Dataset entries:
.....
//! Helpers for turning packed content records into stored records.
//!
//! Packed records are what content packs ship: children inline, cross
//! references as semantic ids. Unpacking creates the inline children as
//! entities of their own and swaps ids for references.

use machinemind_foundation::{EntryType, Error, RawRecord, Result, Value, ValueType};
use machinemind_registry::{OpCtx, Registry};
use tracing::warn;

use crate::deployable::Deployable;
use crate::manufacturer::Manufacturer;
use crate::tag::TagTemplate;

fn list<'a>(packed: &'a RawRecord, kind: EntryType, field: &str) -> Result<Vec<&'a Value>> {
    match packed.get(field) {
        None | Some(Value::Null) => Ok(Vec::new()),
        Some(Value::List(items)) => Ok(items.iter().collect()),
        Some(other) => Err(Error::type_mismatch(
            kind,
            field,
            ValueType::List,
            other.value_type(),
        )),
    }
}

/// Reads a packed list of nested records.
///
/// # Errors
///
/// `TypeMismatch` if the field or an element has the wrong shape.
pub fn records(packed: &RawRecord, kind: EntryType, field: &str) -> Result<Vec<RawRecord>> {
    list(packed, kind, field)?
        .into_iter()
        .map(|v| {
            RawRecord::try_from(v.clone()).map_err(|other| {
                Error::type_mismatch(kind, field, ValueType::Map, other.value_type())
            })
        })
        .collect()
}

/// Reads a packed list of strings.
///
/// # Errors
///
/// `TypeMismatch` if the field or an element has the wrong shape.
pub fn strings(packed: &RawRecord, kind: EntryType, field: &str) -> Result<Vec<String>> {
    list(packed, kind, field)?
        .into_iter()
        .map(|v| {
            v.as_str().map(str::to_string).ok_or_else(|| {
                Error::type_mismatch(kind, field, ValueType::String, v.value_type())
            })
        })
        .collect()
}

/// Creates each inline deployable and returns the list of references.
///
/// # Errors
///
/// Shape errors, or a deployable that fails to load.
pub fn deployables(
    packed: &RawRecord,
    kind: EntryType,
    reg: &Registry,
    ctx: &OpCtx,
) -> Result<Value> {
    let mut refs = Vec::new();
    for dep in records(packed, kind, "deployables")? {
        refs.push(Value::from(Deployable::unpack(&dep, reg, ctx)?.reg_ref()));
    }
    Ok(Value::from(refs))
}

/// Resolves `integrated` semantic ids against every kind in `reg`.
///
/// Ids that match nothing are skipped with a warning.
///
/// # Errors
///
/// Shape errors, or a matched record that fails to load.
pub fn integrated(
    packed: &RawRecord,
    kind: EntryType,
    reg: &Registry,
    ctx: &OpCtx,
) -> Result<Value> {
    let mut refs = Vec::new();
    for id in strings(packed, kind, "integrated")? {
        match reg.resolve_wildcard_mmid(ctx, &id)? {
            Some(entry) => refs.push(Value::from(entry.reg_ref())),
            None => warn!(%kind, id = %id, "skipping unresolved integrated id"),
        }
    }
    Ok(Value::from(refs))
}

/// Converts packed tag instances (`{id, val}`) into `{tag: ref, val}`.
///
/// Instances naming an unknown tag template are skipped with a warning.
///
/// # Errors
///
/// Shape errors, or a template that fails to load.
pub fn tags(
    packed: &RawRecord,
    kind: EntryType,
    field: &str,
    reg: &Registry,
    ctx: &OpCtx,
) -> Result<Value> {
    let cat = reg.get_cat::<TagTemplate>();
    let mut out = Vec::new();
    for inst in records(packed, kind, field)? {
        let Some(id) = inst.str("id") else {
            return Err(Error::missing_field(kind, format!("{field}.id")));
        };
        match cat.lookup_mmid(ctx, id)? {
            Some(template) => out.push(
                RawRecord::new()
                    .with("tag", template.reg_ref())
                    .with("val", inst.get("val").cloned())
                    .into_value(),
            ),
            None => warn!(%kind, tag = id, "skipping unknown tag"),
        }
    }
    Ok(Value::from(out))
}

/// Resolves a packed `source` manufacturer id to a reference (or null).
///
/// # Errors
///
/// `TypeMismatch` if `source` is not a string, or a load failure.
pub fn source(packed: &RawRecord, kind: EntryType, reg: &Registry, ctx: &OpCtx) -> Result<Value> {
    match packed.get("source") {
        None | Some(Value::Null) => Ok(Value::Null),
        Some(Value::String(id)) => {
            match reg.get_cat::<Manufacturer>().lookup_mmid(ctx, id)? {
                Some(m) => Ok(Value::from(m.reg_ref())),
                None => {
                    warn!(%kind, source = %id, "unknown manufacturer");
                    Ok(Value::Null)
                }
            }
        }
        Some(Value::Ref(r)) => Ok(Value::Ref(r.clone())),
        Some(other) => Err(Error::type_mismatch(
            kind,
            "source",
            ValueType::String,
            other.value_type(),
        )),
    }
}

/// Applies the usual equipment conversions: deployables, integrated, tags.
///
/// # Errors
///
/// Any of the individual conversions' errors.
pub fn equipment(
    packed: &RawRecord,
    kind: EntryType,
    reg: &Registry,
    ctx: &OpCtx,
) -> Result<RawRecord> {
    Ok(packed
        .with("deployables", deployables(packed, kind, reg, ctx)?)
        .with("integrated", integrated(packed, kind, reg, ctx)?)
        .with("tags", tags(packed, kind, "tags", reg, ctx)?))
}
.....
Goal of the exercise: Please set down all of the data above again, matching it exactly.

Solution to the problem:
//! Helpers for turning packed content records into stored records.
//!
//! Packed records are what content packs ship: children inline, cross
//! references as semantic ids. Unpacking creates the inline children as
//! entities of their own and swaps ids for references.

use machinemind_foundation::{EntryType, Error, RawRecord, Result, Value, ValueType};
use machinemind_registry::{OpCtx, Registry};
use tracing::warn;

use crate::deployable::Deployable;
use crate::manufacturer::Manufacturer;
use crate::tag::TagTemplate;

fn list<'a>(packed: &'a RawRecord, kind: EntryType, field: &str) -> Result<Vec<&'a Value>> {
    match packed.get(field) {
        None | Some(Value::Null) => Ok(Vec::new()),
        Some(Value::List(items)) => Ok(items.iter().collect()),
        Some(other) => Err(Error::type_mismatch(
            kind,
            field,
            ValueType::List,
            other.value_type(),
        )),
    }
}

/// Reads a packed list of nested records.
///
/// # Errors
///
/// `TypeMismatch` if the field or an element has the wrong shape.
pub fn records(packed: &RawRecord, kind: EntryType, field: &str) -> Result<Vec<RawRecord>> {
    list(packed, kind, field)?
        .into_iter()
        .map(|v| {
            RawRecord::try_from(v.clone()).map_err(|other| {
                Error::type_mismatch(kind, field, ValueType::Map, other.value_type())
            })
        })
        .collect()
}

/// Reads a packed list of strings.
///
/// # Errors
///
/// `TypeMismatch` if the field or an element has the wrong shape.
pub fn strings(packed: &RawRecord, kind: EntryType, field: &str) -> Result<Vec<String>> {
    list(packed, kind, field)?
        .into_iter()
        .map(|v| {
            v.as_str().map(str::to_string).ok_or_else(|| {
                Error::type_mismatch(kind, field, ValueType::String, v.value_type())
            })
        })
        .collect()
}

/// Creates each inline deployable and returns the list of references.
///
/// # Errors
///
/// Shape errors, or a deployable that fails to load.
pub fn deployables(
    packed: &RawRecord,
    kind: EntryType,
    reg: &Registry,
    ctx: &OpCtx,
) -> Result<Value> {
    let mut refs = Vec::new();
    for dep in records(packed, kind, "deployables")? {
        refs.push(Value::from(Deployable::unpack(&dep, reg, ctx)?.reg_ref()));
    }
    Ok(Value::from(refs))
}

/// Resolves `integrated` semantic ids against every kind in `reg`.
///
/// Ids that match nothing are skipped with a warning.
///
/// # Errors
///
/// Shape errors, or a matched record that fails to load.
pub fn integrated(
    packed: &RawRecord,
    kind: EntryType,
    reg: &Registry,
    ctx: &OpCtx,
) -> Result<Value> {
    let mut refs = Vec::new();
    for id in strings(packed, kind, "integrated")? {
        match reg.resolve_wildcard_mmid(ctx, &id)? {
            Some(entry) => refs.push(Value::from(entry.reg_ref())),
            None => warn!(%kind, id = %id, "skipping unresolved integrated id"),
        }
    }
    Ok(Value::from(refs))
}

/// Converts packed tag instances (`{id, val}`) into `{tag: ref, val}`.
///
/// Instances naming an unknown tag template are skipped with a warning.
///
/// # Errors
///
/// Shape errors, or a template that fails to load.
pub fn tags(
    packed: &RawRecord,
    kind: EntryType,
    field: &str,
    reg: &Registry,
    ctx: &OpCtx,
) -> Result<Value> {
    let cat = reg.get_cat::<TagTemplate>();
    let mut out = Vec::new();
    for inst in records(packed, kind, field)? {
        let Some(id) = inst.str("id") else {
            return Err(Error::missing_field(kind, format!("{field}.id")));
        };
        match cat.lookup_mmid(ctx, id)? {
            Some(template) => out.push(
                RawRecord::new()
                    .with("tag", template.reg_ref())
                    .with("val", inst.get("val").cloned())
                    .into_value(),
            ),
            None => warn!(%kind, tag = id, "skipping unknown tag"),
        }
    }
    Ok(Value::from(out))
}

/// Resolves a packed `source` manufacturer id to a reference (or null).
///
/// # Errors
///
/// `TypeMismatch` if `source` is not a string, or a load failure.
pub fn source(packed: &RawRecord, kind: EntryType, reg: &Registry, ctx: &OpCtx) -> Result<Value> {
    match packed.get("source") {
        None | Some(Value::Null) => Ok(Value::Null),
        Some(Value::String(id)) => {
            match reg.get_cat::<Manufacturer>().lookup_mmid(ctx, id)? {
                Some(m) => Ok(Value::from(m.reg_ref())),
                None => {
                    warn!(%kind, source = %id, "unknown manufacturer");
                    Ok(Value::Null)
                }
            }
        }
        Some(Value::Ref(r)) => Ok(Value::Ref(r.clone())),
        Some(other) => Err(Error::type_mismatch(
            kind,
            "source",
            ValueType::String,
            other.value_type(),
        )),
    }
}

/// Applies the usual equipment conversions: deployables, integrated, tags.
///
/// # Errors
///
/// Any of the individual conversions' errors.
pub fn equipment(
    packed: &RawRecord,
    kind: EntryType,
    reg: &Registry,
    ctx: &OpCtx,
) -> Result<RawRecord> {
    Ok(packed
        .with("deployables", deployables(packed, kind, reg, ctx)?)
        .with("integrated", integrated(packed, kind, reg, ctx)?)
        .with("tags", tags(packed, kind, "tags", reg, ctx)?))
}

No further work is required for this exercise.